The opinion of the court was delivered by: George H. Lowe, United States Magistrate Judge
This pro se prisoner civil rights action, commenced pursuant to 42 U.S.C. § 1983, has been referred to me for Report and Recommendation by the Honorable Norman A. Mordue, Chief United States District Judge, pursuant to 28 U.S.C. § 636(b) and Local Rule 72.3(c). Currently pending before the Court is Defendants' motion to dismiss for failure to state a claim pursuant to Federal Rules of Civil Procedure 12(b)(6). (Dkt. No. 26.) For the reasons that follow, I recommend that Defendants' motion be granted.
The operative complaint in this action is the Second Amended Complaint.
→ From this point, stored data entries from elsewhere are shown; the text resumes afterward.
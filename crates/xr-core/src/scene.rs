//! Scene description shared by the renderers.

use crate::constants::*;
use glam::{Mat4, Vec3};

/// Orbit camera around a target, parametrised like a turntable.
///
/// `alpha` is the longitudinal angle and `beta` the polar angle measured
/// from +Y. The eye sits at
/// `target + radius * (cos α sin β, cos β, sin α sin β)`.
#[derive(Clone, Debug, PartialEq)]
pub struct OrbitCamera {
    pub alpha: f32,
    pub beta: f32,
    pub radius: f32,
    pub target: Vec3,
    pub fovy_radians: f32,
    pub znear: f32,
    pub zfar: f32,
}

impl Default for OrbitCamera {
    fn default() -> Self {
        Self {
            alpha: CAMERA_ALPHA,
            beta: CAMERA_BETA,
            radius: CAMERA_RADIUS,
            target: Vec3::ZERO,
            fovy_radians: CAMERA_FOV_Y,
            znear: CAMERA_Z_NEAR,
            zfar: CAMERA_Z_FAR,
        }
    }
}

impl OrbitCamera {
    pub fn eye(&self) -> Vec3 {
        let (sa, ca) = self.alpha.sin_cos();
        let (sb, cb) = self.beta.sin_cos();
        self.target + self.radius * Vec3::new(ca * sb, cb, sa * sb)
    }

    pub fn view_matrix(&self) -> Mat4 {
        Mat4::look_at_rh(self.eye(), self.target, Vec3::Y)
    }

    pub fn projection_matrix(&self, aspect: f32) -> Mat4 {
        Mat4::perspective_rh(self.fovy_radians, aspect.max(1e-3), self.znear, self.zfar)
    }

    pub fn view_proj(&self, aspect: f32) -> Mat4 {
        self.projection_matrix(aspect) * self.view_matrix()
    }

    /// Apply a pointer drag measured in pixels.
    pub fn rotate_by_pixels(&mut self, dx: f32, dy: f32) {
        self.alpha += dx * ORBIT_RADIANS_PER_PIXEL;
        self.beta = (self.beta - dy * ORBIT_RADIANS_PER_PIXEL).clamp(CAMERA_BETA_MIN, CAMERA_BETA_MAX);
    }

    /// Apply a wheel delta; positive values move away from the target.
    pub fn zoom_by(&mut self, wheel_delta: f32) {
        let factor = 1.0 + wheel_delta * ZOOM_PER_WHEEL_UNIT;
        self.radius = (self.radius * factor.max(0.1)).clamp(CAMERA_RADIUS_MIN, CAMERA_RADIUS_MAX);
    }
}

/// Sky/ground two-color light coming from `direction`.
#[derive(Clone, Debug, PartialEq)]
pub struct HemisphericLight {
    pub direction: Vec3,
    pub intensity: f32,
    pub sky_color: Vec3,
    pub ground_color: Vec3,
}

impl Default for HemisphericLight {
    fn default() -> Self {
        Self {
            direction: Vec3::from(LIGHT_DIRECTION).normalize(),
            intensity: LIGHT_INTENSITY,
            sky_color: Vec3::from(LIGHT_SKY_COLOR),
            ground_color: Vec3::from(LIGHT_GROUND_COLOR),
        }
    }
}

#[derive(Clone, Debug, PartialEq)]
pub struct Environment {
    pub skybox_size: f32,
    pub ground_color: Vec3,
    pub sky_top: Vec3,
    pub sky_horizon: Vec3,
}

impl Default for Environment {
    fn default() -> Self {
        Self {
            skybox_size: SKYBOX_SIZE,
            ground_color: Vec3::from(GROUND_COLOR),
            sky_top: Vec3::from(SKY_TOP_COLOR),
            sky_horizon: Vec3::from(SKY_HORIZON_COLOR),
        }
    }
}

impl Environment {
    /// Diameter of the ground disc, which follows the skybox.
    pub fn ground_size(&self) -> f32 {
        self.skybox_size * GROUND_TO_SKYBOX
    }
}

#[derive(Clone, Debug, Default, PartialEq)]
pub struct SceneDescription {
    pub light: HemisphericLight,
    pub environment: Environment,
    pub camera: OrbitCamera,
}

#[cfg(test)]
mod tests {
    use super::*;

    #[test]
    fn default_eye_matches_turntable_angles() {
        let cam = OrbitCamera::default();
        let eye = cam.eye();
        assert!((eye.length() - 10.0).abs() < 1e-4);
        // beta = pi/4 puts the eye at 45 degrees above the ground plane
        assert!((eye.y - 10.0 * std::f32::consts::FRAC_1_SQRT_2).abs() < 1e-4);
        // alpha = -3pi/4 puts it in the -x, -z quadrant
        assert!(eye.x < 0.0 && eye.z < 0.0);
    }

    #[test]
    fn target_projects_to_screen_centre() {
        let cam = OrbitCamera::default();
        let clip = cam.view_proj(16.0 / 9.0) * cam.target.extend(1.0);
        let ndc = clip.truncate() / clip.w;
        assert!(ndc.x.abs() < 1e-4 && ndc.y.abs() < 1e-4);
        assert!(ndc.z > 0.0 && ndc.z < 1.0);
    }

    #[test]
    fn rotation_and_zoom_are_clamped() {
        let mut cam = OrbitCamera::default();
        cam.rotate_by_pixels(0.0, -1.0e6);
        assert_eq!(cam.beta, CAMERA_BETA_MAX);
        cam.rotate_by_pixels(0.0, 1.0e6);
        assert_eq!(cam.beta, CAMERA_BETA_MIN);
        cam.zoom_by(1.0e6);
        assert_eq!(cam.radius, CAMERA_RADIUS_MAX);
        for _ in 0..4 {
            cam.zoom_by(-1.0e6);
        }
        assert_eq!(cam.radius, CAMERA_RADIUS_MIN);
    }

    #[test]
    fn ground_follows_skybox_size() {
        let mut env = Environment::default();
        assert_eq!(env.skybox_size, 30.0);
        assert_eq!(env.ground_size(), 15.0);
        env.skybox_size = 50.0;
        assert_eq!(env.ground_size(), 25.0);
    }
}
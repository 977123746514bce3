use crate::constants::*;

/// Pressed/touched/value snapshot of one controller component.
#[derive(Clone, Copy, Debug, Default, PartialEq)]
pub struct ButtonState {
    pub pressed: bool,
    pub touched: bool,
    pub value: f32,
}

impl ButtonState {
    pub const RELEASED: ButtonState = ButtonState {
        pressed: false,
        touched: false,
        value: 0.0,
    };

    pub fn new(pressed: bool, touched: bool, value: f32) -> Self {
        Self {
            pressed,
            touched,
            value,
        }
    }

    pub fn press() -> Self {
        Self::new(true, true, 1.0)
    }

    pub fn touch() -> Self {
        Self::new(false, true, 0.0)
    }

    pub fn level(&self) -> ButtonLevel {
        ButtonLevel::from_state(self)
    }
}

/// Three-level reading of a button: `Released -> Touched -> Pressed`.
///
/// A press outranks a touch, so a runtime reporting `pressed` without
/// `touched` (common for triggers) still reads as `Pressed`.
#[derive(Clone, Copy, Debug, PartialEq, Eq, PartialOrd, Ord)]
pub enum ButtonLevel {
    Released,
    Touched,
    Pressed,
}

impl ButtonLevel {
    #[inline]
    pub fn from_state(state: &ButtonState) -> Self {
        if state.pressed {
            ButtonLevel::Pressed
        } else if state.touched {
            ButtonLevel::Touched
        } else {
            ButtonLevel::Released
        }
    }

    /// Value written into a color channel for this level.
    #[inline]
    pub fn channel_value(self) -> f32 {
        match self {
            ButtonLevel::Released => LEVEL_RELEASED,
            ButtonLevel::Touched => LEVEL_TOUCHED,
            ButtonLevel::Pressed => LEVEL_PRESSED,
        }
    }
}

#[inline]
pub fn scale_for(state: &ButtonState) -> f32 {
    if state.pressed {
        SCALE_PRESSED
    } else {
        SCALE_RELEASED
    }
}

#[inline]
pub fn alpha_for(state: &ButtonState) -> f32 {
    if state.touched {
        ALPHA_THUMBREST
    } else {
        ALPHA_DEFAULT
    }
}

#[cfg(test)]
mod tests {
    use super::*;

    #[test]
    fn levels_follow_pressed_then_touched() {
        assert_eq!(ButtonState::RELEASED.level(), ButtonLevel::Released);
        assert_eq!(ButtonState::touch().level(), ButtonLevel::Touched);
        assert_eq!(ButtonState::press().level(), ButtonLevel::Pressed);
        // pressed without touched still counts as pressed
        assert_eq!(
            ButtonState::new(true, false, 1.0).level(),
            ButtonLevel::Pressed
        );
    }

    #[test]
    fn channel_values_are_the_three_fixed_levels() {
        assert_eq!(ButtonLevel::Released.channel_value(), 0.0);
        assert_eq!(ButtonLevel::Touched.channel_value(), 0.5);
        assert_eq!(ButtonLevel::Pressed.channel_value(), 1.0);
    }

    #[test]
    fn scale_and_alpha_are_binary() {
        assert_eq!(scale_for(&ButtonState::press()), 2.0);
        assert_eq!(scale_for(&ButtonState::touch()), 1.0);
        assert_eq!(alpha_for(&ButtonState::touch()), 1.0);
        assert_eq!(alpha_for(&ButtonState::RELEASED), 0.5);
        // a press reported without touch leaves the thumbrest translucent
        assert_eq!(alpha_for(&ButtonState::new(true, false, 1.0)), 0.5);
    }
}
In that document, Plaintiff alleges that he was "unfairly marked as a black inmate who put his hands on white officers" and, as a result, received forty or fifty false misbehavior reports. (Dkt. No. 9 at 2.) When he was found guilty of the violations alleged in the misbehavior reports, he was placed in disciplinary confinement for "close to" five years and denied access to vocational programming. Id. Accordingly, he alleges, his "rehabilitation ha[s] been undermined" and he has "been rendered unemployable in today's job market." Id.
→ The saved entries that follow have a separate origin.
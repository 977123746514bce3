use crate::constants::{
    ENTER_VR_ID, ENTER_VR_LABEL, ENTER_VR_STYLE, EXIT_VR_LABEL, INSPECTOR_ID, INSPECTOR_STYLE,
};
use crate::dom;
use web_sys as web;

#[inline]
fn set_hidden(el: &web::Element, hidden: bool) {
    let cl = el.class_list();
    if hidden {
        _ = cl.add_1("hidden");
    } else {
        _ = cl.remove_1("hidden");
    }
    // inline fallback for pages without a `.hidden` rule
    let style = el.get_attribute("style").unwrap_or_default();
    let base = style.replace("display:none;", "");
    let next = if hidden {
        format!("display:none;{}", base)
    } else {
        base
    };
    _ = el.set_attribute("style", &next);
}

#[inline]
fn is_hidden(el: &web::Element) -> bool {
    el.class_list().contains("hidden")
        || el
            .get_attribute("style")
            .map(|s| s.contains("display:none"))
            .unwrap_or(false)
}

/// Create the inspector element if the page lacks one.
pub fn ensure_inspector(document: &web::Document) -> anyhow::Result<()> {
    dom::ensure_element(document, INSPECTOR_ID, "pre", INSPECTOR_STYLE).map(|_| ())
}

#[inline]
pub fn show_inspector(document: &web::Document) {
    if let Some(el) = document.get_element_by_id(INSPECTOR_ID) {
        set_hidden(&el, false);
    }
}

#[inline]
pub fn hide_inspector(document: &web::Document) {
    if let Some(el) = document.get_element_by_id(INSPECTOR_ID) {
        set_hidden(&el, true);
    }
}

#[inline]
pub fn inspector_visible(document: &web::Document) -> bool {
    document
        .get_element_by_id(INSPECTOR_ID)
        .map(|el| !is_hidden(&el))
        .unwrap_or(false)
}

#[inline]
pub fn toggle_inspector(document: &web::Document) {
    if inspector_visible(document) {
        hide_inspector(document);
    } else {
        show_inspector(document);
    }
}

pub fn update_inspector(document: &web::Document, text: &str) {
    if let Some(el) = document.get_element_by_id(INSPECTOR_ID) {
        el.set_text_content(Some(text));
    }
}

/// Create the (hidden) Enter VR button.
pub fn ensure_enter_vr(document: &web::Document) -> anyhow::Result<()> {
    let el = dom::ensure_element(document, ENTER_VR_ID, "button", ENTER_VR_STYLE)?;
    el.set_text_content(Some(ENTER_VR_LABEL));
    set_hidden(&el, true);
    Ok(())
}

pub fn show_enter_vr(document: &web::Document, immersive: bool) {
    if let Some(el) = document.get_element_by_id(ENTER_VR_ID) {
        el.set_text_content(Some(if immersive {
            EXIT_VR_LABEL
        } else {
            ENTER_VR_LABEL
        }));
        set_hidden(&el, false);
    }
}
use instant::{Duration, Instant};

/// Lets an action through at most once per `period`.
#[derive(Clone, Copy, Debug)]
pub struct Throttle {
    period: Duration,
    last: Option<Instant>,
}

impl Throttle {
    pub fn new(period: Duration) -> Self {
        Self { period, last: None }
    }

    pub fn from_millis(ms: u64) -> Self {
        Self::new(Duration::from_millis(ms))
    }

    /// `true` on the first call and whenever `period` has elapsed since the
    /// last call that returned `true`.
    pub fn ready(&mut self, now: Instant) -> bool {
        match self.last {
            Some(t) if now.duration_since(t) < self.period => false,
            _ => {
                self.last = Some(now);
                true
            }
        }
    }

    /// Make the next `ready` call succeed.
    pub fn reset(&mut self) {
        self.last = None;
    }
}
Plaintiff alleges that in December 1997, while incarcerated at Clinton Correctional Facility, he was called into an office and questioned about a letter he had sent to his family. During this meeting, "Sgt. West panicked and pulled the pin" on Plaintiff, who was then "beat down" by five or six officers and choked with a nightstick. (Dkt. No. 9 at 3.)
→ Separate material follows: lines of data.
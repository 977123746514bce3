use crate::button::{alpha_for, scale_for, ButtonLevel, ButtonState};
use crate::controller::{ControllerId, InputSource, MotionController};
use crate::hand::{Channel, Hand, HandPair, HandSide};
use crate::input::XrInput;
use crate::layout::ComponentRole;
use crate::observable::{Observable, ObserverHandle};
use fnv::FnvHashMap;
use smallvec::SmallVec;
use std::cell::RefCell;
use std::rc::Rc;

/// Roles that drive a visual property, in binding order.
pub const BOUND_ROLES: [ComponentRole; 6] = [
    ComponentRole::Trigger,
    ComponentRole::Squeeze,
    ComponentRole::SecondaryButton,
    ComponentRole::PrimaryButton,
    ComponentRole::Thumbstick,
    ComponentRole::Thumbrest,
];

/// Returns `false` for roles that drive nothing.
pub fn apply_button_state(hand: &mut Hand, role: ComponentRole, state: &ButtonState) -> bool {
    match role {
        ComponentRole::Trigger => {
            hand.marker.scaling.y = scale_for(state);
        }
        ComponentRole::Squeeze => {
            let s = scale_for(state);
            hand.marker.scaling.x = s;
            hand.marker.scaling.z = s;
        }
        ComponentRole::SecondaryButton => {
            hand.color
                .set_channel(Channel::Red, ButtonLevel::from_state(state).channel_value());
        }
        ComponentRole::PrimaryButton => {
            hand.color
                .set_channel(Channel::Green, ButtonLevel::from_state(state).channel_value());
        }
        ComponentRole::Thumbstick => {
            hand.color
                .set_channel(Channel::Blue, ButtonLevel::from_state(state).channel_value());
        }
        ComponentRole::Thumbrest => {
            hand.material.alpha = alpha_for(state);
        }
        ComponentRole::Touchpad => return false,
    }
    true
}

/// Dropping the binding leaves the observers registered; call `unbind`.
#[derive(Debug)]
pub struct ControllerBinding {
    pub controller: ControllerId,
    pub side: HandSide,
    registrations: SmallVec<[(ComponentRole, Observable<ButtonState>, ObserverHandle); 6]>,
}

impl ControllerBinding {
    pub fn bound_roles(&self) -> Vec<ComponentRole> {
        self.registrations.iter().map(|(role, _, _)| *role).collect()
    }

    pub fn is_active(&self) -> bool {
        !self.registrations.is_empty()
    }

    /// Remove every observer this binding registered. Safe to call twice.
    pub fn unbind(&mut self) -> usize {
        let mut removed = 0;
        for (_, observable, handle) in self.registrations.drain(..) {
            if observable.remove(handle) {
                removed += 1;
            }
        }
        removed
    }
}

pub fn bind_motion_controller(
    hands: &Rc<RefCell<HandPair>>,
    mc: &MotionController,
) -> ControllerBinding {
    let side = mc.handedness().side();
    hands.borrow_mut().get_mut(side).controller = Some(mc.source_id());

    let mut registrations = SmallVec::new();
    for role in BOUND_ROLES {
        let component = match mc.require_component(role) {
            Ok(c) => c,
            Err(e) => {
                log::warn!(
                    "[bind] {} hand, profile {}: {}; skipping",
                    side.as_str(),
                    mc.profile_id(),
                    e
                );
                continue;
            }
        };
        let hands_cb = hands.clone();
        let handle = component.on_button_state_changed.add(move |state| {
            apply_button_state(hands_cb.borrow_mut().get_mut(side), role, state);
        });
        registrations.push((role, component.on_button_state_changed.clone(), handle));
    }
    log::info!(
        "[bind] controller {} -> {} hand ({} of {} roles)",
        mc.source_id(),
        side.as_str(),
        registrations.len(),
        BOUND_ROLES.len()
    );
    ControllerBinding {
        controller: mc.source_id(),
        side,
        registrations,
    }
}

#[derive(Clone, Debug, Default)]
pub struct DemoContext {
    pub hands: Rc<RefCell<HandPair>>,
    bindings: Rc<RefCell<FnvHashMap<ControllerId, ControllerBinding>>>,
}

#[derive(Debug)]
pub struct InputAttachment {
    added: (Observable<InputSource>, ObserverHandle),
    removed: (Observable<InputSource>, ObserverHandle),
}

impl InputAttachment {
    pub fn detach(&self) {
        self.added.0.remove(self.added.1);
        self.removed.0.remove(self.removed.1);
    }
}

impl DemoContext {
    pub fn new() -> Self {
        Self::default()
    }

    /// Bind every controller `input` announces from now on.
    pub fn attach(&self, input: &XrInput) -> InputAttachment {
        let ctx = self.clone();
        let added = input.on_controller_added.add(move |source: &InputSource| {
            let ctx = ctx.clone();
            source.on_motion_controller_init.add_once(move |mc| {
                ctx.bind(mc);
            });
        });
        let ctx = self.clone();
        let removed = input.on_controller_removed.add(move |source: &InputSource| {
            ctx.unbind(source.id);
        });
        InputAttachment {
            added: (input.on_controller_added.clone(), added),
            removed: (input.on_controller_removed.clone(), removed),
        }
    }

    pub fn bind(&self, mc: &MotionController) {
        let binding = bind_motion_controller(&self.hands, mc);
        if let Some(mut old) = self.bindings.borrow_mut().insert(mc.source_id(), binding) {
            old.unbind();
        }
    }

    /// Release the bindings of `id`; returns `false` when it had none.
    pub fn unbind(&self, id: ControllerId) -> bool {
        let binding = self.bindings.borrow_mut().remove(&id);
        match binding {
            Some(mut b) => {
                let n = b.unbind();
                log::info!("[bind] controller {} released {} observers", id, n);
                true
            }
            None => false,
        }
    }

    pub fn binding_count(&self) -> usize {
        self.bindings.borrow().len()
    }

    pub fn bound_roles(&self, id: ControllerId) -> Option<Vec<ComponentRole>> {
        self.bindings.borrow().get(&id).map(|b| b.bound_roles())
    }
}

#[cfg(test)]
mod tests {
    use super::*;
    use crate::hand::Color3;
    use crate::input::InputFrame;
    use glam::Vec3;

    const TOUCH_BUTTONS: usize = 7;

    fn frame(buttons: Vec<ButtonState>) -> InputFrame {
        InputFrame {
            buttons: Some(buttons),
            ..Default::default()
        }
    }

    fn connect(input: &mut XrInput, handedness: &str, profile: &str) -> ControllerId {
        let id = input.add_controller(handedness, vec![profile.to_string()]);
        input
            .update(id, &frame(vec![ButtonState::RELEASED; TOUCH_BUTTONS]))
            .unwrap();
        id
    }

    fn press(input: &mut XrInput, id: ControllerId, slot: usize, state: ButtonState) {
        let mut buttons = vec![ButtonState::RELEASED; TOUCH_BUTTONS];
        buttons[slot] = state;
        input.update(id, &frame(buttons)).unwrap();
    }

    #[test]
    fn left_primary_press_sets_only_left_green() {
        let ctx = DemoContext::new();
        let mut input = XrInput::new();
        let _attachment = ctx.attach(&input);
        let left = connect(&mut input, "left", "oculus-touch-v3");

        press(&mut input, left, 4, ButtonState::press());

        let hands = ctx.hands.borrow();
        assert_eq!(hands.left.color, Color3::new(0.0, 1.0, 0.0));
        assert_eq!(hands.left.marker.scaling, Vec3::ONE);
        assert_eq!(hands.left.material.alpha, 0.5);
        assert_eq!(hands.right, HandPair::default().right);
        assert_eq!(hands.left.controller, Some(left));
    }

    #[test]
    fn trigger_and_squeeze_scale_axes() {
        let ctx = DemoContext::new();
        let mut input = XrInput::new();
        let _attachment = ctx.attach(&input);
        let right = connect(&mut input, "right", "oculus-touch");

        press(&mut input, right, 0, ButtonState::press());
        assert_eq!(ctx.hands.borrow().right.marker.scaling, Vec3::new(1.0, 2.0, 1.0));
        press(&mut input, right, 1, ButtonState::press());
        assert_eq!(ctx.hands.borrow().right.marker.scaling, Vec3::new(2.0, 1.0, 2.0));
        press(&mut input, right, 1, ButtonState::touch());
        assert_eq!(ctx.hands.borrow().right.marker.scaling, Vec3::ONE);
    }

    #[test]
    fn buttons_and_stick_use_three_levels() {
        let ctx = DemoContext::new();
        let mut input = XrInput::new();
        let _attachment = ctx.attach(&input);
        let id = connect(&mut input, "right", "oculus-touch");

        press(&mut input, id, 5, ButtonState::touch());
        assert_eq!(ctx.hands.borrow().right.color, Color3::new(0.5, 0.0, 0.0));
        press(&mut input, id, 5, ButtonState::press());
        assert_eq!(ctx.hands.borrow().right.color, Color3::new(1.0, 0.0, 0.0));
        press(&mut input, id, 3, ButtonState::touch());
        assert_eq!(ctx.hands.borrow().right.color, Color3::new(0.0, 0.0, 0.5));
        press(&mut input, id, 3, ButtonState::RELEASED);
        assert_eq!(ctx.hands.borrow().right.color, Color3::BLACK);
    }

    #[test]
    fn thumbrest_touch_makes_marker_opaque() {
        let ctx = DemoContext::new();
        let mut input = XrInput::new();
        let _attachment = ctx.attach(&input);
        let id = connect(&mut input, "left", "meta-quest-touch-plus");

        press(&mut input, id, 6, ButtonState::touch());
        assert_eq!(ctx.hands.borrow().left.material.alpha, 1.0);
        press(&mut input, id, 6, ButtonState::RELEASED);
        assert_eq!(ctx.hands.borrow().left.material.alpha, 0.5);
    }

    #[test]
    fn unknown_handedness_routes_right() {
        let ctx = DemoContext::new();
        let mut input = XrInput::new();
        let _attachment = ctx.attach(&input);
        let id = connect(&mut input, "none", "oculus-touch");

        press(&mut input, id, 4, ButtonState::press());
        let hands = ctx.hands.borrow();
        assert_eq!(hands.right.color.g, 1.0);
        assert_eq!(hands.right.controller, Some(id));
        assert!(hands.left.controller.is_none());
    }

    #[test]
    fn missing_components_are_skipped() {
        let ctx = DemoContext::new();
        let mut input = XrInput::new();
        let _attachment = ctx.attach(&input);
        let id = connect(&mut input, "left", "oculus-touch-v2");
        assert_eq!(
            ctx.bound_roles(id).unwrap(),
            vec![
                ComponentRole::Trigger,
                ComponentRole::Squeeze,
                ComponentRole::SecondaryButton,
                ComponentRole::PrimaryButton,
                ComponentRole::Thumbstick,
            ]
        );

        let generic = connect(&mut input, "right", "generic-trigger");
        assert_eq!(ctx.bound_roles(generic).unwrap(), vec![ComponentRole::Trigger]);
        // thumbrest slot data is ignored without a thumbrest component
        press(&mut input, id, 6, ButtonState::touch());
        assert_eq!(ctx.hands.borrow().left.material.alpha, 0.5);
    }

    #[test]
    fn removal_releases_bindings_but_keeps_hand_state() {
        let ctx = DemoContext::new();
        let mut input = XrInput::new();
        let _attachment = ctx.attach(&input);
        let id = connect(&mut input, "left", "oculus-touch");
        press(&mut input, id, 4, ButtonState::press());
        assert_eq!(ctx.binding_count(), 1);

        input.remove_controller(id).unwrap();
        assert_eq!(ctx.binding_count(), 0);
        assert!(!ctx.unbind(id));
        let hands = ctx.hands.borrow();
        assert_eq!(hands.left.color.g, 1.0);
        assert_eq!(hands.left.controller, Some(id));
    }

    #[test]
    fn unbind_is_idempotent_and_stops_updates() {
        let hands = Rc::new(RefCell::new(HandPair::default()));
        let mut mc = MotionController::new(
            ControllerId(0),
            crate::hand::Handedness::Right,
            ["oculus-touch"],
        );
        let mut binding = bind_motion_controller(&hands, &mc);
        assert!(binding.is_active());
        assert_eq!(binding.unbind(), 6);
        assert_eq!(binding.unbind(), 0);

        let mut buttons = vec![ButtonState::RELEASED; TOUCH_BUTTONS];
        buttons[4] = ButtonState::press();
        mc.update_from_gamepad(&buttons);
        assert_eq!(hands.borrow().right.color, Color3::BLACK);
    }

    #[test]
    fn detached_context_ignores_new_controllers() {
        let ctx = DemoContext::new();
        let mut input = XrInput::new();
        let attachment = ctx.attach(&input);
        attachment.detach();
        attachment.detach();
        connect(&mut input, "left", "oculus-touch");
        assert_eq!(ctx.binding_count(), 0);
        assert!(ctx.hands.borrow().left.controller.is_none());
    }

    #[test]
    fn touchpad_drives_nothing() {
        let mut hand = Hand::new(HandSide::Left);
        let before = hand.clone();
        assert!(!apply_button_state(&mut hand, ComponentRole::Touchpad, &ButtonState::press()));
        assert_eq!(hand, before);
    }
}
Plaintiff alleges that in June 2000, he "exchanged words" with two officers at Oneida Correctional Facility. (Dkt. No. 9 at 3.) One of the officers threatened to break Plaintiff's neck and grabbed him. Id. Plaintiff fought back and several officers beat him with sticks and badges. Id. As a result of this incident, Plaintiff was placed in the Special Housing Unit ("SHU"). Id. In the SHU, Plaintiff was housed with HIV positive inmates "in areas flooded with bacterimia and virimia." Id. Plaintiff lived under these conditions until 2006. Id.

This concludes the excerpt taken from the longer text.